Delivery Unit en Afrique : Le modèle Sénégalais plane sur le continent.


Le Maroc entend dynamiser son système de suivi opérationnel à travers des modèles pertinents comme celui développé par le Bureau opérationnel de suivi du PSE(BOS) au Sénégal. Une ambition dévoilée ce week-end lors de l’atelier technique de renforcement de capacité des Delivery Unit africaines tenu à Marrakech.

 

Le Bureau opérationnel de suivi du PSE(BOS) au Sénégal se positionne comme le leader des Delivery Unit en Afrique. Son cadre méthodologique de suivi qui a été exposé lors de la rencontre de Marrakech et il a séduit plus d’uns. Un cadre opérationnalisé autour de trois axes d’intervention à savoir la Structuration de projets et réformes, le Suivi opérationnel et la Résolution de problèmes et l’évaluation des impacts des actions phares livrées. Avec un système beaucoup plus allégé, le Bureau opérationnel de suivi du PSE, qui est l’équivalent de l'unité de Suivi et de coordination Marocaine, travaille sur 27 projets phares déclinés en 108 composantes et 17 réformes à mener dans le cadre de la mise en œuvre du Plan Sénégal Emergent. Il fait une remontée chaque semaine, au chef de l’Etat de l'avancement des actions prioritaires de ce référentiel unique des politiques publiques du Sénégal.

 

Au Maroc les 30 commissions interministérielles qui aident à des prises de décision du Conseil de Gouvernement sur les chantiers stratégiques et assurent le suivi stratégique et la facilitation de l’implémentation des projets, des réformes et des mesures prévus par le programme gouvernemental, ne se réunissent que 2 fois par an. Il en résulte que le système ne parvient à remonter que 52 mesures au Chef du gouvernement laissant ainsi en rade 411 projets par semaine qui échappent au dispositif de suivi-évaluation. Ce qui fait dire à Ahmed Khalid Benomar, Chef de la D.U marocaine que l’objectif du Maroc est de faire de sa delivery unit « un outil utile, efficace et créatrice de valeur ajoutée », à l’image de celui développé par la Sénégal et la Finlande.  

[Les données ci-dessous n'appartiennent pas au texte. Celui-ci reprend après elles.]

//! EG1-HMAC-SHA256 request signing

use base64::engine::general_purpose::STANDARD;
use base64::Engine;
use chrono::{DateTime, Utc};
use hmac::{Hmac, Mac};
use reqwest::header::{HeaderMap, HeaderValue, AUTHORIZATION};
use reqwest::Method;
use sha2::{Digest, Sha256};
use thiserror::Error;
use url::Url;

use super::Config;

type HmacSha256 = Hmac<Sha256>;

/// Query parameter used to act on behalf of another account
pub const ACCOUNT_SWITCH_KEY: &str = "accountSwitchKey";

#[derive(Debug, Error)]
pub enum SignError {
    #[error("invalid signing key: {0}")]
    Key(String),

    #[error("invalid authorization header: {0}")]
    Header(#[from] reqwest::header::InvalidHeaderValue),
}

/// Signs requests with a set of EdgeGrid credentials
#[derive(Debug, Clone)]
pub struct Signer {
    config: Config,
}

impl Signer {
    pub fn new(config: Config) -> Self {
        Self { config }
    }

    pub fn config(&self) -> &Config {
        &self.config
    }

    /// Append `accountSwitchKey` when the credentials carry an account key
    pub fn apply_account_key(&self, url: &mut Url) {
        if let Some(key) = &self.config.account_key {
            url.query_pairs_mut().append_pair(ACCOUNT_SWITCH_KEY, key);
        }
    }

    /// Set the `Authorization` header on a built request
    pub fn sign(&self, request: &mut reqwest::Request) -> Result<(), SignError> {
        let body = request.body().and_then(|b| b.as_bytes()).map(<[u8]>::to_vec);
        let header = self.authorization(
            request.method(),
            request.url(),
            request.headers(),
            body.as_deref(),
            &timestamp(Utc::now()),
            &nonce(),
        )?;

        request
            .headers_mut()
            .insert(AUTHORIZATION, HeaderValue::from_str(&header)?);
        Ok(())
    }

    /// Compute the `Authorization` header value for a fixed timestamp and nonce
    pub fn authorization(
        &self,
        method: &Method,
        url: &Url,
        headers: &HeaderMap,
        body: Option<&[u8]>,
        timestamp: &str,
        nonce: &str,
    ) -> Result<String, SignError> {
        let auth_header = format!(
            "EG1-HMAC-SHA256 client_token={};access_token={};timestamp={};nonce={};",
            self.config.client_token, self.config.access_token, timestamp, nonce
        );

        let data = [
            method.as_str().to_string(),
            url.scheme().to_string(),
            host_with_port(url),
            path_and_query(url),
            self.canonicalize_headers(headers),
            self.content_hash(method, body),
            auth_header.clone(),
        ]
        .join("\t");

        tracing::trace!("Signing {} {}", method, url);

        let signing_key = hmac_base64(self.config.client_secret.as_bytes(), timestamp.as_bytes())?;
        let signature = hmac_base64(signing_key.as_bytes(), data.as_bytes())?;

        Ok(format!("{}signature={}", auth_header, signature))
    }

    fn canonicalize_headers(&self, headers: &HeaderMap) -> String {
        let mut names: Vec<&str> = headers.keys().map(|k| k.as_str()).collect();
        names.sort_unstable();
        names.dedup();

        names
            .into_iter()
            .filter(|name| {
                self.config
                    .headers_to_sign
                    .iter()
                    .any(|sign| sign.eq_ignore_ascii_case(name))
            })
            .filter_map(|name| {
                let value = headers.get(name)?.to_str().ok()?;
                Some(format!("{}:{}", name.to_lowercase(), minify(value.trim()).to_lowercase()))
            })
            .collect::<Vec<_>>()
            .join("\t")
    }

    /// Base64 SHA-256 of a POST body, truncated at `max_body`; empty otherwise
    fn content_hash(&self, method: &Method, body: Option<&[u8]>) -> String {
        match body {
            Some(body) if *method == Method::POST && !body.is_empty() => {
                let limit = body.len().min(self.config.max_body);
                if limit < body.len() {
                    tracing::debug!(
                        "Data length {} is larger than maximum {}, truncating for the hash",
                        body.len(),
                        self.config.max_body
                    );
                }
                STANDARD.encode(Sha256::digest(&body[..limit]))
            }
            _ => String::new(),
        }
    }
}

/// EdgeGrid timestamp, `yyyyMMddTHH:mm:ss+0000` in UTC
pub fn timestamp(now: DateTime<Utc>) -> String {
    now.format("%Y%m%dT%H:%M:%S+0000").to_string()
}

/// Random nonce for one request
pub fn nonce() -> String {
    uuid::Uuid::new_v4().to_string()
}

fn hmac_base64(key: &[u8], message: &[u8]) -> Result<String, SignError> {
    let mut mac = HmacSha256::new_from_slice(key).map_err(|e| SignError::Key(e.to_string()))?;
    mac.update(message);
    Ok(STANDARD.encode(mac.finalize().into_bytes()))
}

fn host_with_port(url: &Url) -> String {
    let host = url.host_str().unwrap_or_default();
    match url.port() {
        Some(port) => format!("{}:{}", host, port),
        None => host.to_string(),
    }
}

fn path_and_query(url: &Url) -> String {
    match url.query() {
        Some(query) => format!("{}?{}", url.path(), query),
        None => url.path().to_string(),
    }
}

/// Collapse runs of whitespace into a single space
fn minify(value: &str) -> String {
    value.split_whitespace().collect::<Vec<_>>().join(" ")
}

#[cfg(test)]
mod tests {
    use super::*;

    const HOST: &str = "akaa-baseurl-xxxxxxxxxxx-xxxxxxxxxxxxx.luna.akamaiapis.net";
    const TIMESTAMP: &str = "20140321T19:34:21+0000";
    const NONCE: &str = "nonce-xx-xxxx-xxxx-xxxx-xxxxxxxxxxxx";

    fn signer() -> Signer {
        Signer::new(Config {
            host: HOST.into(),
            client_token: "akab-client-token-xxx-xxxxxxxxxxxxxxxx".into(),
            client_secret: "SOMESECRET/SOMESECRET+SOMESECRET=".into(),
            access_token: "akab-access-token-xxx-xxxxxxxxxxxxxxxx".into(),
            max_body: 4,
            ..Default::default()
        })
    }

    fn url(path: &str) -> Url {
        Url::parse(&format!("https://{}{}", HOST, path)).unwrap()
    }

    fn signature(header: &str) -> &str {
        header.rsplit("signature=").next().unwrap()
    }

    #[test]
    fn test_timestamp_format() {
        let now = DateTime::parse_from_rfc3339("2014-03-21T19:34:21Z")
            .unwrap()
            .with_timezone(&Utc);
        assert_eq!(timestamp(now), TIMESTAMP);
    }

    #[test]
    fn test_nonce_is_unique() {
        assert_ne!(nonce(), nonce());
    }

    #[test]
    fn test_authorization_get() {
        let header = signer()
            .authorization(
                &Method::GET,
                &url("/appsec/v1/configs"),
                &HeaderMap::new(),
                None,
                TIMESTAMP,
                NONCE,
            )
            .unwrap();

        assert_eq!(
            header,
            "EG1-HMAC-SHA256 client_token=akab-client-token-xxx-xxxxxxxxxxxxxxxx;\
             access_token=akab-access-token-xxx-xxxxxxxxxxxxxxxx;\
             timestamp=20140321T19:34:21+0000;\
             nonce=nonce-xx-xxxx-xxxx-xxxx-xxxxxxxxxxxx;\
             signature=Xj++dEw2jmD1T5ywwcjJbaQky7qI4qorSb0a0E2RDm4="
        );
    }

    #[test]
    fn test_authorization_includes_query() {
        let header = signer()
            .authorization(
                &Method::GET,
                &url("/appsec/v1/configs/43253/versions?page=-1&detail=true"),
                &HeaderMap::new(),
                None,
                TIMESTAMP,
                NONCE,
            )
            .unwrap();

        assert_eq!(signature(&header), "xAS0Jps5fU2TaFk82dPLo1KzlXj4+AdQnsV7Yni+Exo=");
    }

    #[test]
    fn test_post_body_is_hashed_and_truncated() {
        let signer = signer();
        let sign = |body: &[u8]| {
            signer
                .authorization(
                    &Method::POST,
                    &url("/appsec/v1/configs"),
                    &HeaderMap::new(),
                    Some(body),
                    TIMESTAMP,
                    NONCE,
                )
                .unwrap()
        };

        // max_body is 4, so only `{"na` is hashed
        let full = sign(br#"{"name":"test"}"#);
        assert_eq!(signature(&full), "rIHKuDmJM5MQF7V5C09c5jYHK9UVoEHiDkwxuQDQ+Ac=");
        assert_eq!(full, sign(br#"{"na"#));
    }

    #[test]
    fn test_post_body_hash_without_truncation() {
        let mut signer = signer();
        signer.config.max_body = crate::edgegrid::MAX_BODY_SIZE;
        let header = signer
            .authorization(
                &Method::POST,
                &url("/appsec/v1/configs"),
                &HeaderMap::new(),
                Some(br#"{"name":"test"}"#),
                TIMESTAMP,
                NONCE,
            )
            .unwrap();

        assert_eq!(signature(&header), "NL8ApCVLL6PM0uMxdkcUjdjTjaUnUCWzeGrB5g+B9DA=");
    }

    #[test]
    fn test_put_body_is_not_hashed() {
        let signer = signer();
        let target = url("/appsec/v1/configs/1");
        let with_body = signer
            .authorization(&Method::PUT, &target, &HeaderMap::new(), Some(b"{}"), TIMESTAMP, NONCE)
            .unwrap();
        let without_body = signer
            .authorization(&Method::PUT, &target, &HeaderMap::new(), None, TIMESTAMP, NONCE)
            .unwrap();

        assert_eq!(with_body, without_body);
    }

    #[test]
    fn test_headers_to_sign_are_canonicalized() {
        let mut signer = signer();
        signer.config.headers_to_sign = vec!["X-Test1".into()];

        let mut headers = HeaderMap::new();
        headers.insert("x-test1", HeaderValue::from_static("  Hello    World "));
        headers.insert("x-unsigned", HeaderValue::from_static("ignored"));

        let header = signer
            .authorization(
                &Method::GET,
                &url("/appsec/v1/configs"),
                &headers,
                None,
                TIMESTAMP,
                NONCE,
            )
            .unwrap();

        assert_eq!(signature(&header), "7rcAaRwpk7xQ6h/kbZz//wWf77qasCrILeQ/ju+NVL4=");
    }

    #[test]
    fn test_apply_account_key() {
        let mut signer = signer();
        let mut target = url("/appsec/v1/configs");

        signer.apply_account_key(&mut target);
        assert_eq!(target.query(), None);

        signer.config.account_key = Some("1-ABCDE".into());
        signer.apply_account_key(&mut target);
        assert_eq!(target.query(), Some("accountSwitchKey=1-ABCDE"));
    }

    #[test]
    fn test_sign_sets_authorization_header() {
        let client = reqwest::Client::new();
        let mut request = client.get(url("/appsec/v1/configs")).build().unwrap();

        signer().sign(&mut request).unwrap();

        let value = request.headers().get(AUTHORIZATION).unwrap().to_str().unwrap();
        assert!(value.starts_with("EG1-HMAC-SHA256 client_token=akab-client-token"));
        assert!(value.contains(";signature="));
    }
}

Organisé par le cabinet du Chef de Gouvernement Marocain en partenariat avec le BOS et avec le concours de plusieurs partenaires comme la Banque Mondiale, la BAD, l’OCDE, la Finlande, cette rencontre présidée par le Secrétaire Général du Gouvernement Marocain, a permis au Royaume de dessiner les contours de ses ambitions en matière de Suivi opérationnel. 

 

« La delivery unit marocaine remplit convenablement la mission qui lui a été confiée depuis sa création. L’objectif de cet atelier technique est toutefois de voir comment elle peut améliorer ses process et son fonctionnement, notamment en regardant de plus près ce qui se fait ailleurs dans d’autres pays et en interpellant des spécialistes », a déclaré Lahbib El IdrissiLalami, Secrétaire Général du Département du chef du gouvernement marocain. Quoi de plus naturel alors que de s’inspirer du modèle Sénégalais dont la présentation a séduit lors de cette rencontre de haut niveau les experts marocains et internationaux.

 

Les secrets du suivi opérationnel sénégalais

Interrogé sur les raisons du succès du Bureau Opérationnel de suivi du PSE, considéré comme un modèle en Afrique, ce qui explique qu'elle porte actuellement la présidence du réseau des DU africains avec l'appui de la BAD ; le Directeur général du BOS Me El Ousseyni Kane a rappelé l’ancrage institutionnel au niveau de la présidence de la république. Il estime que cela permet  « une prise de décision rapide et des arbitrages stratégiques efficaces ». Le BOS, selon Me Kane, apporte « une assistance efficiente aux ministères sectoriels dans la structuration des projets et réformes complexes pour permettre leur maturation rapide afin de mobiliser les financements nécessaires, et fait le suivi opérationnel et la résolution des problèmes à cheval entre plusieurs ministères ».

 

Pour parvenir à ses objectifs le Directeur du BOS explique qu’une Delivry unit doit toujours éviter de se positionner en « police » de la mise en œuvre des projets et réformes dans son périmètre de suivi. Il doit se contenter de « fournir à la haute autorité des outils importants d’aide à des prises de décisions stratégiques grâce à des informations crédibles. Il doit par ailleurs développer des relations de partenariats et de confiance avec les structures d'exécution en leurs apportant les conseils et l'assistance nécessaires dans la mise en œuvre et ne jamais oublier qu'il n’est pas le maître d'œuvre », a déclaré Me Kane.

En vue d’adopter une feuille de route détaillée et de mettre en place les organes de gouvernance du réseau, un atelier technique se tiendra au mois de janvier 2020 à Naïrobi au Kenya.